▶ **Exercise details**
Locate every line in the material below that has the word "instrument". Copy each of those lines.

*** Opening of Records for the exercise ***

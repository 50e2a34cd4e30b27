//! Model-generation seam for sub-agent invocation.
//!
//! The [`ModelClient`] trait decouples sub-agent orchestration from the
//! actual completion backend (currently the Gemini REST API). Tests use
//! scripted clients that return predetermined replies without network calls.

use anyhow::{Context, Result, anyhow, bail};
use serde::{Deserialize, Serialize};
use serde_json::Value;
use std::time::Duration;
use tracing::{debug, instrument, warn};

use crate::core::event::Author;

const BASE_URL: &str = "https://generativelanguage.googleapis.com/v1beta/models";

/// One entry of the conversation transcript sent to the model.
///
/// Tool round-trips appear only in the transcript of the invocation that
/// made them; persistent session history holds `User` and `Agent` entries.
#[derive(Debug, Clone, PartialEq, Serialize, Deserialize)]
#[serde(tag = "kind", rename_all = "snake_case")]
pub enum TranscriptEntry {
    User { text: String },
    Agent { author: Author, text: String },
    ToolCall { name: String, args: Value },
    ToolResult { name: String, result: String },
}

/// Declaration of a tool the model may request, in JSON-schema form.
#[derive(Debug, Clone, Serialize)]
#[serde(rename_all = "camelCase")]
pub struct ToolSpec {
    pub name: String,
    pub description: String,
    pub parameters: Value,
}

/// Parameters for one model generation call.
#[derive(Debug, Clone)]
pub struct GenerateRequest {
    /// System instruction, fully rendered before the call boundary.
    pub instruction: String,
    /// Conversation transcript, oldest first.
    pub transcript: Vec<TranscriptEntry>,
    /// Tools the model is allowed to request.
    pub tools: Vec<ToolSpec>,
}

/// One ordered part of a model reply.
#[derive(Debug, Clone, PartialEq)]
pub enum ReplyPart {
    Text(String),
    ToolCall { name: String, args: Value },
}

/// Full reply for one generation call.
#[derive(Debug, Clone, Default, PartialEq)]
pub struct ModelReply {
    pub parts: Vec<ReplyPart>,
}

impl ModelReply {
    pub fn tool_calls(&self) -> impl Iterator<Item = (&str, &Value)> {
        self.parts.iter().filter_map(|part| match part {
            ReplyPart::ToolCall { name, args } => Some((name.as_str(), args)),
            ReplyPart::Text(_) => None,
        })
    }
}

/// Abstraction over model-generation backends.
pub trait ModelClient {
    /// Run one generation call. A reply may interleave text and tool calls.
    fn generate(&self, request: &GenerateRequest) -> Result<ModelReply>;
}

/// Client for the Gemini `generateContent` REST API.
pub struct GeminiClient {
    client: reqwest::blocking::Client,
    api_key: String,
    model: String,
}

impl GeminiClient {
    /// Create a client with the given key and model name.
    ///
    /// `timeout` bounds each HTTP request; a hung call fails the turn rather
    /// than blocking the process forever.
    pub fn new(api_key: impl Into<String>, model: impl Into<String>, timeout: Duration) -> Result<Self> {
        let client = reqwest::blocking::Client::builder()
            .timeout(timeout)
            .build()
            .context("build http client")?;
        Ok(Self {
            client,
            api_key: api_key.into(),
            model: model.into(),
        })
    }
}

impl ModelClient for GeminiClient {
    #[instrument(skip_all, fields(model = %self.model, transcript_len = request.transcript.len()))]
    fn generate(&self, request: &GenerateRequest) -> Result<ModelReply> {
        if self.api_key.trim().is_empty() {
            bail!("no API key configured (set GEMINI_API_KEY)");
        }
        let url = format!(
            "{BASE_URL}/{model}:generateContent?key={key}",
            model = self.model,
            key = self.api_key
        );
        let body = build_request_body(request);

        let response = self
            .client
            .post(url)
            .json(&body)
            .send()
            .context("send generateContent request")?;

        let status = response.status();
        if !status.is_success() {
            let body = response
                .text()
                .unwrap_or_else(|_| "failed to read error body".to_string());
            warn!(status = status.as_u16(), "generateContent failed");
            bail!(
                "generateContent returned {}: {}",
                status,
                api_error_message(&body)
            );
        }

        let parsed: GenerateContentResponse =
            response.json().context("parse generateContent response")?;
        let reply = reply_from_response(parsed)?;
        debug!(parts = reply.parts.len(), "parsed model reply");
        Ok(reply)
    }
}

fn build_request_body(request: &GenerateRequest) -> GenerateContentRequest {
    let contents = request
        .transcript
        .iter()
        .map(|entry| match entry {
            TranscriptEntry::User { text } => Content::text("user", text),
            TranscriptEntry::Agent { text, .. } => Content::text("model", text),
            TranscriptEntry::ToolCall { name, args } => Content {
                role: "model".to_string(),
                parts: vec![Part {
                    function_call: Some(FunctionCall {
                        name: name.clone(),
                        args: args.clone(),
                    }),
                    ..Part::default()
                }],
            },
            TranscriptEntry::ToolResult { name, result } => Content {
                role: "user".to_string(),
                parts: vec![Part {
                    function_response: Some(FunctionResponse {
                        name: name.clone(),
                        response: serde_json::json!({ "result": result }),
                    }),
                    ..Part::default()
                }],
            },
        })
        .collect();

    let tools = if request.tools.is_empty() {
        Vec::new()
    } else {
        vec![ToolDeclarations {
            function_declarations: request.tools.clone(),
        }]
    };

    GenerateContentRequest {
        system_instruction: Some(Content::text("system", &request.instruction)),
        contents,
        tools,
    }
}

fn reply_from_response(response: GenerateContentResponse) -> Result<ModelReply> {
    let candidate = response
        .candidates
        .into_iter()
        .next()
        .ok_or_else(|| anyhow!("generateContent returned no candidates"))?;
    let parts = candidate
        .content
        .map(|content| content.parts)
        .unwrap_or_default();

    let mut reply = ModelReply::default();
    for part in parts {
        if let Some(text) = part.text {
            let trimmed = text.trim();
            if !trimmed.is_empty() {
                reply.parts.push(ReplyPart::Text(trimmed.to_string()));
            }
        }
        if let Some(call) = part.function_call {
            reply.parts.push(ReplyPart::ToolCall {
                name: call.name,
                args: call.args,
            });
        }
    }
    Ok(reply)
}

/// Pull the human-readable message out of a Gemini error body, if present.
fn api_error_message(body: &str) -> String {
    serde_json::from_str::<Value>(body)
        .ok()
        .and_then(|json| {
            json.get("error")
                .and_then(|err| err.get("message"))
                .and_then(|msg| msg.as_str())
                .map(str::to_string)
        })
        .unwrap_or_else(|| body.to_string())
}

#[derive(Debug, Serialize)]
#[serde(rename_all = "camelCase")]
struct GenerateContentRequest {
    #[serde(skip_serializing_if = "Option::is_none")]
    system_instruction: Option<Content>,
    contents: Vec<Content>,
    #[serde(skip_serializing_if = "Vec::is_empty")]
    tools: Vec<ToolDeclarations>,
}

#[derive(Debug, Serialize)]
#[serde(rename_all = "camelCase")]
struct ToolDeclarations {
    function_declarations: Vec<ToolSpec>,
}

#[derive(Debug, Serialize, Deserialize)]
struct Content {
    #[serde(default)]
    role: String,
    #[serde(default)]
    parts: Vec<Part>,
}

impl Content {
    fn text(role: &str, text: &str) -> Self {
        Self {
            role: role.to_string(),
            parts: vec![Part {
                text: Some(text.to_string()),
                ..Part::default()
            }],
        }
    }
}

#[derive(Debug, Default, Serialize, Deserialize)]
struct Part {
    #[serde(default, skip_serializing_if = "Option::is_none")]
    text: Option<String>,
    #[serde(
        default,
        rename = "functionCall",
        skip_serializing_if = "Option::is_none"
    )]
    function_call: Option<FunctionCall>,
    #[serde(
        default,
        rename = "functionResponse",
        skip_serializing_if = "Option::is_none"
    )]
    function_response: Option<FunctionResponse>,
}

#[derive(Debug, Serialize, Deserialize)]
struct FunctionCall {
    name: String,
    #[serde(default)]
    args: Value,
}

#[derive(Debug, Serialize, Deserialize)]
struct FunctionResponse {
    name: String,
    response: Value,
}

#[derive(Debug, Deserialize)]
struct GenerateContentResponse {
    #[serde(default)]
    candidates: Vec<Candidate>,
}

#[derive(Debug, Deserialize)]
struct Candidate {
    #[serde(default)]
    content: Option<Content>,
}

*** Close of Records for the exercise ***

▶ **Answer space**
use tracing::{debug, instrument, warn};
    #[instrument(skip_all, fields(model = %self.model, transcript_len = request.transcript.len()))]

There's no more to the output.